Ambivalenzen

Zwei Künstlerinnen aus Berlin haben uns eingeladen, ihre, ganz deutlich im Kontext arrangierten Werke zu betrachten, zu lesen, zu verstehen: die ästhetischen Konzepte, deren emotionales und geistiges Potenzial. Katharina Gerold, die Bildhauerin, Sibylle Prange die Malerin, zwei Künstlerinnen in der guten Mitte des Lebens, mit ihren Erfahrungen, ihrer Liebe, ihrer Strenge, ihren Träumen und Desillusionen.

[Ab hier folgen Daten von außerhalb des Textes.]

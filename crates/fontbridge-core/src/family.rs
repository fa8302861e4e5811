//! Resolved font families and a list-backed resolver

use std::fmt;
use std::hash::{Hash, Hasher};

use crate::constants::GENERIC_SANS_SERIF;
use crate::traits::FamilyResolver;

/// Opaque engine identifier for a font family.
#[derive(Debug, Clone, Copy, PartialEq, Eq, Hash, Default)]
pub struct FamilyHandle(pub u64);

/// A named collection of faces, resolved independently of size and style.
///
/// Two families are the same family when their names match; the handle is
/// whatever the resolver's engine uses to refer to it.
#[derive(Debug, Clone)]
pub struct FontFamily {
    name: String,
    handle: FamilyHandle,
}

impl FontFamily {
    pub fn new(name: impl Into<String>, handle: FamilyHandle) -> Self {
        Self { name: name.into(), handle }
    }

    pub fn name(&self) -> &str {
        &self.name
    }

    pub fn handle(&self) -> FamilyHandle {
        self.handle
    }
}

impl PartialEq for FontFamily {
    fn eq(&self, other: &Self) -> bool {
        self.name == other.name
    }
}

impl Eq for FontFamily {}

impl Hash for FontFamily {
    fn hash<H: Hasher>(&self, state: &mut H) {
        self.name.hash(state);
    }
}

impl fmt::Display for FontFamily {
    fn fmt(&self, f: &mut fmt::Formatter<'_>) -> fmt::Result {
        write!(f, "[FontFamily: Name={}]", self.name)
    }
}

/// Resolution failure. Never surfaces past font construction.
#[derive(Debug, Clone, PartialEq, Eq, thiserror::Error)]
#[error("Font family not found: {name:?}")]
pub struct FamilyNotFound {
    pub name: String,
}

/// Resolver over a fixed list of installed family names.
///
/// Lookups are case-insensitive and return the installed spelling. Handles
/// are list positions starting at 1; the generic sans serif family always
/// has handle 0.
#[derive(Debug, Clone)]
pub struct InstalledFamilies {
    families: Vec<String>,
    generic: FontFamily,
}

impl InstalledFamilies {
    pub fn new<I, S>(names: I) -> Self
    where
        I: IntoIterator<Item = S>,
        S: Into<String>,
    {
        Self {
            families: names.into_iter().map(Into::into).collect(),
            generic: FontFamily::new(GENERIC_SANS_SERIF, FamilyHandle(0)),
        }
    }

    /// Use a different family as the generic sans serif fallback.
    pub fn with_generic(mut self, name: &str) -> Self {
        self.generic = FontFamily::new(name, FamilyHandle(0));
        self
    }

    pub fn len(&self) -> usize {
        self.families.len()
    }

    pub fn is_empty(&self) -> bool {
        self.families.is_empty()
    }
}

impl FamilyResolver for InstalledFamilies {
    fn resolve(&self, name: &str) -> Result<FontFamily, FamilyNotFound> {
        let wanted = name.trim();
        if wanted.is_empty() {
            return Err(FamilyNotFound { name: name.to_string() });
        }
        if wanted.eq_ignore_ascii_case(self.generic.name()) {
            return Ok(self.generic.clone());
        }
        self.families
            .iter()
            .position(|family| family.eq_ignore_ascii_case(wanted))
            .map(|index| FontFamily::new(self.families[index].clone(), FamilyHandle(index as u64 + 1)))
            .ok_or_else(|| FamilyNotFound { name: name.to_string() })
    }

    fn generic_sans_serif(&self) -> FontFamily {
        self.generic.clone()
    }
}

#[cfg(test)]
mod tests {
    use super::*;

    #[test]
    fn test_resolve_is_case_insensitive() {
        let resolver = InstalledFamilies::new(["Arial", "DejaVu Sans"]);
        let family = resolver.resolve("dejavu sans").unwrap();
        assert_eq!(family.name(), "DejaVu Sans");
        assert_eq!(family.handle(), FamilyHandle(2));
    }

    #[test]
    fn test_resolve_unknown_and_empty() {
        let resolver = InstalledFamilies::new(["Arial"]);
        assert_eq!(
            resolver.resolve("No Such Family"),
            Err(FamilyNotFound { name: "No Such Family".to_string() })
        );
        assert!(resolver.resolve("").is_err());
        assert!(resolver.resolve("   ").is_err());
    }

    #[test]
    fn test_generic_family_resolves_by_name() {
        let resolver = InstalledFamilies::new(Vec::<String>::new()).with_generic("Generic Sans");
        assert!(resolver.is_empty());
        assert_eq!(resolver.resolve("Generic Sans").unwrap(), resolver.generic_sans_serif());
    }

    #[test]
    fn test_family_equality_ignores_handle() {
        assert_eq!(
            FontFamily::new("Arial", FamilyHandle(1)),
            FontFamily::new("Arial", FamilyHandle(7))
        );
        assert_ne!(
            FontFamily::new("Arial", FamilyHandle(1)),
            FontFamily::new("Verdana", FamilyHandle(1))
        );
    }
}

Und mit ihrer frappierenden Konsequenz der bildnerischen Mittel, damit einer ganz besonderen, selten gewordenen künstlerischen Qualität.

Wir stehen vor Skulpturen, die ich Gestaltzeichen nennen will, und vor Landschaften, die für mich Gleichnisse sind für den fragilen Zustand der Welt. Sie merken schon, es geht, in beider Werk nicht ums Erzählerische, kaum um lukullischen Augenschmaus, sondern um eine herausfordernde, auch etwas verstörende Ambivalenz.

Fragen, viele Fragen, stellen auch Sibylle Pranges „Landschaften“. Wohlige Einfühlung verweigern diese Bilder. Und dennoch sind sie schön, die gemalten, die gezeichneten: expressiv und realistisch eindringlich, zugleich aber auch abstrahierten Gleichnisse für Zustände und Situationen.

Für das, was passiert ist unter diesem großen Himmel, an den in ganz leichter Untersicht dargestellten menschenleeren Strand-, Ufer-, Straßen-Brücken-Insel-Situationen. Das Große Blau, das phosphoreszierende, schweflige Gelbgrün, das Licht, das in diesen Bildern immer mitmalt.

Es sind eigentlich stille, melancholische Erinnerungsbilder, ganz im Proust’schen Sinne „auf der Suche nach der verlorenen Zeit“, mitgebracht von Reisen in alle Richtungen der Windrose, auch gen Osten, und gen Süden, Nordafrika, Asien, Hochkultur und Billig-Tourismus.

Und sie brachte Bilder mit aus Ländern, wo gesellschaftliche Umbrüche zu strukturellen, sozialen, ökologischen Verwerfungen, zu Korrosionen führten, für die gerade auch die Landschaft zum Gleichnis wird. Bäume, Büsche, bei denen nicht entscheidend ist, ob sie gerade erblühen oder aber vertrocknen. Ambivalenz eben.

Man möchte fast meinen, es seien Bilder vom Ende der Welt, wo die Dinge, die Farben nur noch Chiffren sind für etwas Gewesenes. „Atlantis“ nennt sie eine der Tafeln. Sibylle Prange spricht von „Randlandschaften“: der ausgediente Containerpark nahe dem Hafen von Odessa, wo die Behälter gleichsam zu rätselhaften Endzeit-Skulpturen werden. Der verwahrloste Schwarzmeerstrand und Hafen des rumänischen Constanza, der verlassene Strand von Eforie mit einem wackligen Bademeister-Wachtürmchen, das auch zugleich ein Hochstand für Jäger sein könnte. Oder eine Brache mit Tümpel in Brandenburg, wo es keine Zukunft mehr gab für Landwirtschaft oder eine andere florierende Industrie.

Zivilisationsreste, Straßen, die nach nirgendwo zu führen scheinen, Kontrast mit Gebautem und daraus Gewordenem, der Zwischenzustand. Sibylle Prange malt nicht Natur, gleich, in welchem Zustand, sondern, mit entschlossenem, virtuosen Pinselduktus, „parallel zur Natur“. Es sind Artefakte.